Wednesday, December 21, 2011

This week needs to be over!

Do you ever feel like everyone in the world HATES you? Welcome to my life at the moment.  I feel like I can't say or do the right thing, to make anyone happy.  When I say something it comes across wrong.  When I do something it's not right.  I'm sick and tired of being walked on! Certain people in my life ( who will remain nameless) just make me totally feel like I have to walk on eggshells around them other wise I can't do or say anything correctly.  Why do I spend so much time and energy making sure other people are happy, Why can't I be happy?

God is a huge rely on source for me.  Without Him, I am nothing.  It is so hard to look past that sometimes and to get so caught up in life.  I find myself, giving myself a reality check in order to realize what really matters.  I'm just feeling tired.   Tired of making everyone happy.  GOD I DON"T KNOW HOW TO NOT DO IT! HELP!

I've said it on Facebook, and I will say it again, I cannot wait for this week to be over! i can't wait to be seeing my brother and sister in law, and my nephew! And! to top it all off, I get to spend New Years with some of our best friends! Needless to say, We cannot wait for this vacation!

Tuesday, December 6, 2011

Today is Today, Tomorrow is Tomorrow.....

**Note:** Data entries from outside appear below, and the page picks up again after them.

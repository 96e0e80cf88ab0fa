//! Memory-mapped record source with bounded windows.
//!
//! The file is mapped read-only one window at a time, `[position, position + size)`
//! with `size <= max_window_bytes`. When the scanner reaches the end of a window the
//! mapping is dropped and the next window is mapped; the scanner's pending token
//! carries over, so records and tokens that straddle a boundary come out whole.

use crate::error::{LoadError, LoadResult};
use crate::reader::{FieldScanner, RawRecord, RecordSource, Scan, first_line_arity};
use crate::config::ConfigError;
use memmap2::{Mmap, MmapOptions};
use std::fs::File;
use std::io::BufReader;
use std::path::{Path, PathBuf};

/// Windowed memory-mapped line reader.
pub struct MappedReader {
    path: PathBuf,
    file: File,
    file_len: u64,
    max_window: u64,
    window: Option<Mmap>,
    /// File offset of the current window.
    window_start: u64,
    /// Cursor inside the current window.
    pos: usize,
    remaps: u64,
    scanner: FieldScanner,
}

impl MappedReader {
    /// Open `path` and map its first window.
    ///
    /// # Errors
    /// Returns [`LoadError::Io`] if the file cannot be opened or mapped, and
    /// [`ConfigError::EmptyInput`] if its first line holds no field.
    pub fn open(path: impl AsRef<Path>, separator: u8, max_window_bytes: u64) -> LoadResult<Self> {
        let path = path.as_ref().to_path_buf();
        let file = File::open(&path).map_err(|e| LoadError::io(&path, e))?;
        let file_len = file.metadata().map_err(|e| LoadError::io(&path, e))?.len();
        let arity = first_line_arity(BufReader::new(&file), separator)
            .map_err(|e| LoadError::io(&path, e))?;
        if arity == 0 {
            return Err(ConfigError::EmptyInput(path).into());
        }

        let mut reader = Self {
            path,
            file,
            file_len,
            max_window: max_window_bytes.max(1),
            window: None,
            window_start: 0,
            pos: 0,
            remaps: 0,
            scanner: FieldScanner::new(separator, arity),
        };
        reader.window = reader.map_window(0)?;
        Ok(reader)
    }

    /// Number of windows mapped after the first one.
    #[must_use]
    pub fn remaps(&self) -> u64 {
        self.remaps
    }

    fn map_window(&self, offset: u64) -> LoadResult<Option<Mmap>> {
        let size = self.max_window.min(self.file_len.saturating_sub(offset));
        if size == 0 {
            return Ok(None);
        }
        let len = usize::try_from(size).map_err(|_| {
            LoadError::io(
                &self.path,
                std::io::Error::other(format!("window of {size} bytes exceeds address space")),
            )
        })?;
        // SAFETY: the mapping is read-only and private to this reader. Truncating the
        // file while it is being loaded is unsupported, as with any mapped input.
        let mmap = unsafe { MmapOptions::new().offset(offset).len(len).map(&self.file) }
            .map_err(|e| LoadError::io(&self.path, e))?;
        Ok(Some(mmap))
    }

    /// Make sure the cursor points at an unread byte. Returns `false` at end of file.
    fn ensure_bytes(&mut self) -> LoadResult<bool> {
        loop {
            let Some(window) = &self.window else {
                return Ok(false);
            };
            if self.pos < window.len() {
                return Ok(true);
            }
            let next = self.window_start + window.len() as u64;
            // Drop the exhausted mapping before creating the next one.
            self.window = None;
            self.window_start = next;
            self.pos = 0;
            self.window = self.map_window(next)?;
            if let Some(w) = &self.window {
                self.remaps += 1;
                log::info!(
                    "remapped {} at position {} with size {}",
                    self.path.display(),
                    next,
                    w.len()
                );
            }
        }
    }
}

impl RecordSource for MappedReader {
    fn arity(&self) -> usize {
        self.scanner.arity()
    }

    fn has_next(&mut self) -> LoadResult<bool> {
        while self.ensure_bytes()? {
            let Some(window) = &self.window else {
                return Ok(false);
            };
            let rest = &window[self.pos..];
            let skipped = self.scanner.skip_blank(rest);
            self.pos += skipped;
            if skipped < rest.len() {
                return Ok(true);
            }
        }
        Ok(false)
    }

    fn next_into(&mut self, record: &mut RawRecord) -> LoadResult<()> {
        if !self.has_next()? {
            return Err(LoadError::Exhausted);
        }
        record.resize(self.scanner.arity(), String::new());
        while self.ensure_bytes()? {
            let Some(window) = &self.window else {
                break;
            };
            match self.scanner.scan(&window[self.pos..], record) {
                Scan::Complete(n) => {
                    self.pos += n;
                    return Ok(());
                }
                Scan::Rejected(n, e) => {
                    self.pos += n;
                    return Err(e);
                }
                Scan::NeedMore => self.pos = window.len(),
            }
        }
        if self.scanner.finish(record)? {
            Ok(())
        } else {
            Err(LoadError::Exhausted)
        }
    }

    fn lines_read(&self) -> u64 {
        self.scanner.lines()
    }
}
//! The orchestrator: one reader thread, N consumer threads, one ring between them.
//!
//! [`Loader::run`] validates the configuration, prepares the sink statement, opens
//! the input, checks that the input's width matches the statement, then starts the
//! threads and waits for all of them. The result is a [`LoadReport`] on success, or
//! a [`LoadAborted`] carrying the terminal error together with whatever the run got
//! done before it stopped.
//!
//! Any failure on any thread requests shutdown, so no thread is left waiting on a
//! peer that is gone.
//!
//! ```no_run
//! use ringload::config::LoaderConfig;
//! use ringload::loader::Loader;
//! use ringload::testing::MemorySink;
//! use std::sync::Arc;
//!
//! let sink = Arc::new(MemorySink::new(&["int", "double"]));
//! let config = LoaderConfig::default().with_consumers(4);
//! let report = Loader::new(config, "points.csv", "INSERT INTO points VALUES (?, ?)", sink)
//!     .run()?;
//! println!("{} rows in {:?}", report.records_written, report.elapsed);
//! # Ok::<(), ringload::loader::LoadAborted>(())
//! ```

use crate::config::{ConfigError, LoaderConfig, MalformedPolicy};
use crate::error::{LoadError, LoadResult};
#[cfg(feature = "metrics")]
use crate::metrics::{CounterMetric, GaugeMetric, HistogramMetric, MetricsCollector};
use crate::reader::{RecordSource, open_source};
use crate::ring::{Publisher, RingDispatcher, RingOptions};
use crate::schema::SchemaBinder;
use crate::shutdown::ShutdownSignal;
use crate::sink::{BatchSink, BatchWriter, WriterStats};
use std::path::PathBuf;
use std::sync::Arc;
use std::thread::{self, JoinHandle};
use std::time::{Duration, Instant};
use thiserror::Error;

/// Statistics of a load, complete or not.
#[derive(Debug, Clone, Default, PartialEq)]
pub struct LoadReport {
    /// Records the reader published to the ring.
    pub records_read: u64,
    /// Rows the sink acknowledged.
    pub records_written: u64,
    pub batches: u64,
    pub retries: u64,
    /// Lines the reader rejected plus rows the consumers could not convert.
    pub skipped: u64,
    /// Rows dropped unflushed because the run was cancelled.
    pub abandoned: u64,
    /// Publishes that waited for a full ring.
    pub producer_stalls: u64,
    pub elapsed: Duration,
    /// One entry per consumer, in partition order.
    pub consumers: Vec<WriterStats>,
}

impl LoadReport {
    #[must_use]
    #[allow(clippy::cast_precision_loss)]
    pub fn records_per_second(&self) -> f64 {
        let secs = self.elapsed.as_secs_f64();
        if secs > 0.0 {
            self.records_written as f64 / secs
        } else {
            0.0
        }
    }

    /// Records each consumer received, indexed by partition.
    #[must_use]
    pub fn partition_counts(&self) -> Vec<u64> {
        self.consumers.iter().map(|c| c.records).collect()
    }

    fn absorb(&mut self, stats: WriterStats) {
        self.records_written += stats.written;
        self.batches += stats.batches;
        self.retries += stats.retries;
        self.skipped += stats.skipped;
        self.abandoned += stats.abandoned;
        self.consumers.push(stats);
    }

    /// The report as a metrics collector, ready to print or save.
    #[cfg(feature = "metrics")]
    #[must_use]
    pub fn metrics(&self) -> MetricsCollector {
        let mut m = MetricsCollector::new();
        m.register(Box::new(
            CounterMetric::with_value("records_read", self.records_read)
                .with_description("Records published by the reader"),
        ));
        m.register(Box::new(
            CounterMetric::with_value("records_written", self.records_written)
                .with_description("Rows acknowledged by the sink"),
        ));
        m.register(Box::new(CounterMetric::with_value("batches_flushed", self.batches)));
        m.register(Box::new(CounterMetric::with_value("sink_retries", self.retries)));
        m.register(Box::new(
            CounterMetric::with_value("rows_skipped", self.skipped)
                .with_description("Malformed rows skipped"),
        ));
        m.register(Box::new(CounterMetric::with_value("rows_abandoned", self.abandoned)));
        m.register(Box::new(CounterMetric::with_value(
            "producer_stalls",
            self.producer_stalls,
        )));
        m.register(Box::new(
            GaugeMetric::new("records_per_second", self.records_per_second())
                .with_description("Rows written per second of wall-clock time"),
        ));
        let latencies = self
            .consumers
            .iter()
            .flat_map(|c| c.flush_latencies_ms.iter().copied())
            .collect();
        m.register(Box::new(
            HistogramMetric::with_values("flush_latency_ms", latencies)
                .with_description("Sink write latency per batch, retries included"),
        ));
        for c in &self.consumers {
            m.set_counter(&format!("consumer_{}_records", c.consumer), c.records);
        }
        m.set_elapsed(self.elapsed);
        m
    }
}

/// A run that stopped on an error.
#[derive(Error, Debug)]
#[error("load aborted: {error}")]
pub struct LoadAborted {
    #[source]
    pub error: LoadError,
    pub report: LoadReport,
}

/// Loads one delimited file into one sink.
pub struct Loader {
    config: LoaderConfig,
    input: PathBuf,
    statement: String,
    sink: Arc<dyn BatchSink>,
    shutdown: ShutdownSignal,
}

struct ProducerOutcome {
    published: u64,
    skipped: u64,
    stalls: u64,
    result: LoadResult<()>,
}

type ConsumerOutcome = (WriterStats, LoadResult<u64>);

impl Loader {
    pub fn new(
        config: LoaderConfig,
        input: impl Into<PathBuf>,
        statement: impl Into<String>,
        sink: Arc<dyn BatchSink>,
    ) -> Self {
        Self {
            config,
            input: input.into(),
            statement: statement.into(),
            sink,
            shutdown: ShutdownSignal::new(),
        }
    }

    /// Handle that cancels the run from another thread.
    #[must_use]
    pub fn shutdown_signal(&self) -> ShutdownSignal {
        self.shutdown.clone()
    }

    /// Run the load to completion.
    ///
    /// # Errors
    /// Returns [`LoadAborted`] with the first terminal error. Configuration problems
    /// are reported before any record is read.
    pub fn run(self) -> Result<LoadReport, LoadAborted> {
        let started = Instant::now();
        let outcome = self.execute();
        let (mut report, error) = match outcome {
            Ok((report, error)) => (report, error),
            Err(error) => (LoadReport::default(), Some(error)),
        };
        report.elapsed = started.elapsed();
        self.write_metrics(&report);

        match error {
            None => {
                log::info!(
                    "loaded {} records from {} in {:?} ({:.0} records/s, {} batches, {} retries, {} skipped)",
                    report.records_written,
                    self.input.display(),
                    report.elapsed,
                    report.records_per_second(),
                    report.batches,
                    report.retries,
                    report.skipped
                );
                Ok(report)
            }
            Some(error) => {
                log::error!("load of {} aborted: {error}", self.input.display());
                Err(LoadAborted { error, report })
            }
        }
    }

    /// Startup checks, then the threaded part. Startup failures return `Err`; failures
    /// while running come back next to the partial report.
    fn execute(&self) -> LoadResult<(LoadReport, Option<LoadError>)> {
        self.config.validate()?;
        let schema = self.sink.prepare(&self.statement).map_err(LoadError::Sink)?;
        let source = open_source(&self.config, &self.input)?;
        if source.arity() != schema.arity() {
            return Err(ConfigError::ArityMismatch {
                inferred: source.arity(),
                declared: schema.arity(),
            }
            .into());
        }
        let binder = SchemaBinder::new(schema)?;
        let ring = RingDispatcher::new(
            RingOptions::from_config(&self.config, source.arity()),
            self.shutdown.clone(),
        )?;
        log::info!(
            "starting load: {} consumers, ring capacity {}",
            self.config.consumers,
            self.config.ring_capacity
        );
        Ok(self.spawn_and_join(ring, source, &binder))
    }

    fn spawn_and_join(
        &self,
        ring: RingDispatcher,
        source: Box<dyn RecordSource>,
        binder: &SchemaBinder,
    ) -> (LoadReport, Option<LoadError>) {
        let (publisher, consumers) = ring.into_parts();
        let mut errors = Vec::new();

        let mut handles: Vec<(String, JoinHandle<ConsumerOutcome>)> = Vec::new();
        for consumer in consumers {
            let name = format!("loader-consumer-{}", consumer.index());
            let mut writer = BatchWriter::new(
                consumer.index(),
                Arc::clone(&self.sink),
                binder.clone(),
                &self.config,
                self.shutdown.clone(),
            );
            let shutdown = self.shutdown.clone();
            let spawned = thread::Builder::new().name(name.clone()).spawn(move || {
                let _guard = ShutdownOnPanic(shutdown.clone());
                let result = consumer.run(&mut writer);
                if let Err(e) = &result
                    && !matches!(e, LoadError::Cancelled)
                {
                    log::error!("consumer {} failed: {e}", writer.stats().consumer);
                    shutdown.request();
                }
                (writer.into_stats(), result)
            });
            match spawned {
                Ok(handle) => handles.push((name, handle)),
                Err(source) => {
                    self.shutdown.request();
                    errors.push(LoadError::Spawn { name, source });
                    break;
                }
            }
        }

        let mut report = LoadReport::default();
        if errors.is_empty() {
            let shutdown = self.shutdown.clone();
            let policy = self.config.malformed;
            let name = "loader-reader".to_string();
            let spawned = thread::Builder::new()
                .name(name.clone())
                .spawn(move || produce(source, publisher, policy, &shutdown));
            match spawned {
                Ok(handle) => match handle.join() {
                    Ok(outcome) => {
                        report.records_read = outcome.published;
                        report.skipped += outcome.skipped;
                        report.producer_stalls = outcome.stalls;
                        if let Err(e) = outcome.result {
                            errors.push(e);
                        }
                    }
                    Err(_) => {
                        self.shutdown.request();
                        errors.push(LoadError::WorkerPanicked(name));
                    }
                },
                Err(source) => {
                    self.shutdown.request();
                    errors.push(LoadError::Spawn { name, source });
                }
            }
        } else {
            drop(publisher);
        }

        for (name, handle) in handles {
            match handle.join() {
                Ok((stats, result)) => {
                    report.absorb(stats);
                    if let Err(e) = result {
                        errors.push(e);
                    }
                }
                Err(_) => errors.push(LoadError::WorkerPanicked(name)),
            }
        }
        if report.abandoned > 0 {
            log::warn!("{} rows were read but never written", report.abandoned);
        }
        (report, terminal_error(errors))
    }

    #[cfg(feature = "metrics")]
    fn write_metrics(&self, report: &LoadReport) {
        if let Some(path) = &self.config.metrics_path
            && let Err(e) = report.metrics().save_to_file(path)
        {
            log::warn!("could not write metrics: {e:#}");
        }
    }

    #[cfg(not(feature = "metrics"))]
    fn write_metrics(&self, _report: &LoadReport) {}
}

/// Read every record and publish it. Closes the ring on success; on failure requests
/// shutdown first so the consumers abandon instead of draining.
fn produce(
    mut source: Box<dyn RecordSource>,
    mut publisher: Publisher,
    policy: MalformedPolicy,
    shutdown: &ShutdownSignal,
) -> ProducerOutcome {
    let _guard = ShutdownOnPanic(shutdown.clone());
    let mut skipped = 0;
    let result = loop {
        if shutdown.is_requested() {
            break Err(LoadError::Cancelled);
        }
        match source.has_next() {
            Ok(true) => {}
            Ok(false) => break Ok(()),
            Err(e) => break Err(e),
        }
        match publisher.publish_with(|record| source.next_into(record)) {
            Ok(_) => {}
            Err(LoadError::Exhausted) => break Ok(()),
            Err(e) if e.is_malformed() && policy == MalformedPolicy::SkipAndCount => {
                skipped += 1;
                log::warn!("skipping input line: {e}");
            }
            Err(e) => break Err(e),
        }
    };

    match &result {
        Ok(()) => log::info!(
            "reader done: {} records published over {} lines",
            publisher.published(),
            source.lines_read()
        ),
        Err(LoadError::Cancelled) => log::info!("reader stopped by shutdown request"),
        Err(e) => {
            log::error!("reader failed: {e}");
            shutdown.request();
        }
    }
    ProducerOutcome {
        published: publisher.published(),
        skipped,
        stalls: publisher.stalls(),
        result,
    }
}

/// The first error that is not a consequence of another thread's shutdown request.
fn terminal_error(errors: Vec<LoadError>) -> Option<LoadError> {
    let mut cancelled = None;
    for e in errors {
        if matches!(e, LoadError::Cancelled) {
            cancelled.get_or_insert(e);
        } else {
            return Some(e);
        }
    }
    cancelled
}

/// Requests shutdown if the owning thread unwinds.
struct ShutdownOnPanic(ShutdownSignal);

impl Drop for ShutdownOnPanic {
    fn drop(&mut self) {
        if thread::panicking() {
            self.0.request();
        }
    }
}

#[cfg(test)]
mod tests {
    use super::*;

    #[test]
    fn terminal_error_prefers_root_cause() {
        let errors = vec![
            LoadError::Cancelled,
            LoadError::RetriesExhausted {
                attempts: 3,
                last: crate::sink::SinkError::transient("timeout"),
            },
            LoadError::Cancelled,
        ];
        assert!(matches!(
            terminal_error(errors),
            Some(LoadError::RetriesExhausted { attempts: 3, .. })
        ));
        assert!(matches!(
            terminal_error(vec![LoadError::Cancelled]),
            Some(LoadError::Cancelled)
        ));
        assert!(terminal_error(Vec::new()).is_none());
    }

    #[test]
    fn throughput_of_empty_report_is_zero() {
        assert_eq!(LoadReport::default().records_per_second(), 0.0);
    }
}
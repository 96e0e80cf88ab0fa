//! Test doubles and fixtures for loads.
//!
//! - **Sinks**: [`MemorySink`] keeps every executed batch in memory together with the
//!   name of the thread that wrote it; [`FlakySink`] fails transiently (or fatally) on
//!   a script before delegating to a `MemorySink`.
//! - **Fixtures**: [`write_input`] / [`temp_input`] put input text on disk, and
//!   [`numeric_rows`] generates a K × M integer file with known contents.
//!
//! ```
//! use ringload::config::LoaderConfig;
//! use ringload::loader::Loader;
//! use ringload::testing::{MemorySink, temp_input};
//! use std::sync::Arc;
//!
//! # fn main() -> anyhow::Result<()> {
//! let (_dir, path) = temp_input("1,2.5\n3,7.25\n")?;
//! let sink = Arc::new(MemorySink::new(&["integer", "double"]));
//! let config = LoaderConfig::default().with_consumers(1).with_ring_capacity(4);
//! let report = Loader::new(config, &path, "INSERT", sink.clone()).run()?;
//! assert_eq!(report.records_written, 2);
//! assert_eq!(sink.rows().len(), 2);
//! # Ok(())
//! # }
//! ```

pub mod fixtures;
pub mod sinks;

pub use fixtures::*;
pub use sinks::*;
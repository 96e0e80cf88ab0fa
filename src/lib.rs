//! # ringload
//!
//! A **high-throughput loader** that streams very large delimited text files into a
//! batching sink. Reading, type conversion and writing run on separate threads
//! connected by a preallocated ring, so neither the tokenizer nor the sink's write
//! latency stalls the other.
//!
//! ## Pipeline
//!
//! ```text
//!  file ──► RecordSource ──► Publisher ══ ring ══► PartitionConsumer × N ──► BatchWriter ──► BatchSink
//!           (reader thread)                         (one thread per partition)
//! ```
//!
//! - [`reader`] tokenizes lines into fixed-width raw records, either from bounded
//!   memory-mapped windows ([`MappedReader`]) or from a buffered, optionally
//!   decompressing stream ([`BufferedReader`]).
//! - [`ring`] routes sequence `s` to consumer `s & (N - 1)`, blocks the reader when a
//!   slot is still in use, and marks the end of every burst so consumers know when to
//!   flush.
//! - [`schema`] converts raw text to typed values through an immutable converter table.
//! - [`sink`] batches bound rows per consumer and retries transient sink failures
//!   with exponential backoff.
//! - [`loader`] wires everything together and reports what happened.
//!
//! ## Quick Start
//!
//! ```no_run
//! use ringload::{Loader, LoaderConfig};
//! use ringload::testing::MemorySink;
//! use std::sync::Arc;
//!
//! # fn main() -> anyhow::Result<()> {
//! ringload::logging::init_logger(log::LevelFilter::Info)?;
//!
//! let sink = Arc::new(MemorySink::new(&["integer", "text", "double"]));
//! let config = LoaderConfig::from_json_file("loader.json")?;
//! let report = Loader::new(config, "big.csv", "INSERT INTO t VALUES (?, ?, ?)", sink).run()?;
//! report.metrics().print();
//! # Ok(())
//! # }
//! ```
//!
//! ## Feature Flags
//!
//! - `compression-gzip` / `compression-zstd`: decompression in the buffered reader.
//! - `metrics`: [`LoadReport::metrics`] and the `metrics_path` option.

pub mod config;
pub mod error;
pub mod loader;
pub mod logging;
#[cfg(feature = "metrics")]
pub mod metrics;
pub mod reader;
pub mod ring;
pub mod schema;
pub mod shutdown;
pub mod sink;
pub mod testing;

pub use config::{ConfigError, LoaderConfig, MalformedPolicy, ReaderKind, RetryConfig, WaitStrategy};
pub use error::{LoadError, LoadResult};
pub use loader::{LoadAborted, LoadReport, Loader};
pub use reader::{BufferedReader, MappedReader, RawRecord, RecordSource};
pub use ring::{PartitionConsumer, Publisher, RecordHandler, RingDispatcher, RingOptions};
pub use schema::{ColumnType, ConverterTable, Schema, SchemaBinder, TypedBinding, TypedValue};
pub use shutdown::ShutdownSignal;
pub use sink::{Batch, BatchSink, BatchWriter, SinkError};
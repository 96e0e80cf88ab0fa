//! Error taxonomy for the ingestion pipeline.
//!
//! Every failure the pipeline can surface is a [`LoadError`]. Components return it
//! directly so the orchestrator can tell a retryable sink hiccup (already handled
//! inside the batch writer) from the conditions that must stop the run.

use crate::config::ConfigError;
use crate::schema::ColumnType;
use crate::sink::SinkError;
use std::path::PathBuf;
use thiserror::Error;

/// Result alias used throughout the pipeline.
pub type LoadResult<T> = Result<T, LoadError>;

/// Errors raised while loading a file into a sink.
#[derive(Error, Debug)]
pub enum LoadError {
    /// `next` was called on a record source that has no more records.
    #[error("record source exhausted")]
    Exhausted,

    /// A line did not match the record shape or could not be decoded.
    #[error("malformed record at line {line}: {reason}")]
    MalformedRecord { line: u64, reason: String },

    /// A record handed to the binder has the wrong number of fields.
    #[error("record has {found} fields, schema expects {expected}")]
    WrongWidth { expected: usize, found: usize },

    /// A field could not be parsed as its declared column type.
    #[error("malformed value {value:?} in column {column} (declared {declared})")]
    MalformedValue {
        column: usize,
        declared: ColumnType,
        value: String,
    },

    /// A declared column type has no registered converter.
    #[error("no converter for declared type {declared} (column {column})")]
    NoConverter { column: usize, declared: ColumnType },

    /// Opening, mapping or reading the input failed.
    #[error("I/O failure on {}: {source}", path.display())]
    Io {
        path: PathBuf,
        #[source]
        source: std::io::Error,
    },

    /// The options or the inferred schema are unusable.
    #[error(transparent)]
    Config(#[from] ConfigError),

    /// The sink refused a batch with a non-transient error.
    #[error("sink failure: {0}")]
    Sink(#[source] SinkError),

    /// The sink kept failing transiently past the retry bound.
    #[error("sink still failing after {attempts} attempts: {last}")]
    RetriesExhausted {
        attempts: u32,
        #[source]
        last: SinkError,
    },

    /// A shutdown request stopped the run before the input was exhausted.
    #[error("load cancelled")]
    Cancelled,

    /// The operating system refused to start a pipeline thread.
    #[error("failed to spawn thread {name}")]
    Spawn {
        name: String,
        #[source]
        source: std::io::Error,
    },

    /// A pipeline thread panicked.
    #[error("worker thread {0} panicked")]
    WorkerPanicked(String),
}

impl LoadError {
    pub(crate) fn io(path: impl Into<PathBuf>, source: std::io::Error) -> Self {
        Self::Io {
            path: path.into(),
            source,
        }
    }

    /// Whether this error came from the input rather than the sink or the environment.
    #[must_use]
    pub fn is_malformed(&self) -> bool {
        matches!(
            self,
            Self::MalformedRecord { .. } | Self::WrongWidth { .. } | Self::MalformedValue { .. }
        )
    }
}

#[cfg(test)]
mod tests {
    use super::*;

    #[test]
    fn malformed_classification() {
        let rec = LoadError::MalformedRecord {
            line: 3,
            reason: "expected 2 fields, found 1".into(),
        };
        let val = LoadError::MalformedValue {
            column: 0,
            declared: ColumnType::Int,
            value: "abc".into(),
        };
        assert!(rec.is_malformed());
        assert!(val.is_malformed());
        assert!(!LoadError::Cancelled.is_malformed());
        assert_eq!(
            rec.to_string(),
            "malformed record at line 3: expected 2 fields, found 1"
        );
        assert_eq!(
            val.to_string(),
            "malformed value \"abc\" in column 0 (declared int)"
        );
    }

    #[test]
    fn retries_exhausted_keeps_last_cause() {
        let err = LoadError::RetriesExhausted {
            attempts: 4,
            last: SinkError::transient("write timeout"),
        };
        assert!(err.to_string().contains("4 attempts"));
        assert!(std::error::Error::source(&err).is_some());
    }
}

Over the last couple months I have started to realize just how much my anxiety and stress over ALL the little things, is causing me to have such bad health issues.  I've had to be put on anti-anxiety meds, depression meds, started going to the chiropractor, and just had to deal with really bad headaches.  So lately I have really come to terms with said saying, "Today is today, tomorrow is tomorrow."  It's time to let GO, and let GOD.  For real this time!
I feel like I have been trying to let other people, medication, excuses fix me in some strange way that I can't even explain.  I've been riddling myself with excuses of why things are happening to me, when under  my own nose, I am the one that can fix all of it.  I just need to 1). Start working out 2). Start giving everything I have over to my heavenly Father 3). Start taking ownership of myself. 4) Just start living!

* Once I got married, I think I let everything in life get in my way of having fun! I seriously can't relax, and just have fun! I used to be able to do it all the time! I think now it's going to be part of letting go.  I need to realize, I do have purpose, I do matter, and people actually do care.  I need to put my family first and realize that Justin and I are a family and having a child will not make us a family.  Having a child will bring an addition to our family.  I've been through a lot in my life, more so emotionally.    But those things, don't make me who I am today.  I am what I make of it.

So as of today, I have weened myself off my anti anxiety med's, handing it over to God and being thankful for what I have, I've been owning myself and decisions more, and feeling a sense of freedom.  I'm thankful for the people who have stuck by my side and uplifted me.  You know who you are!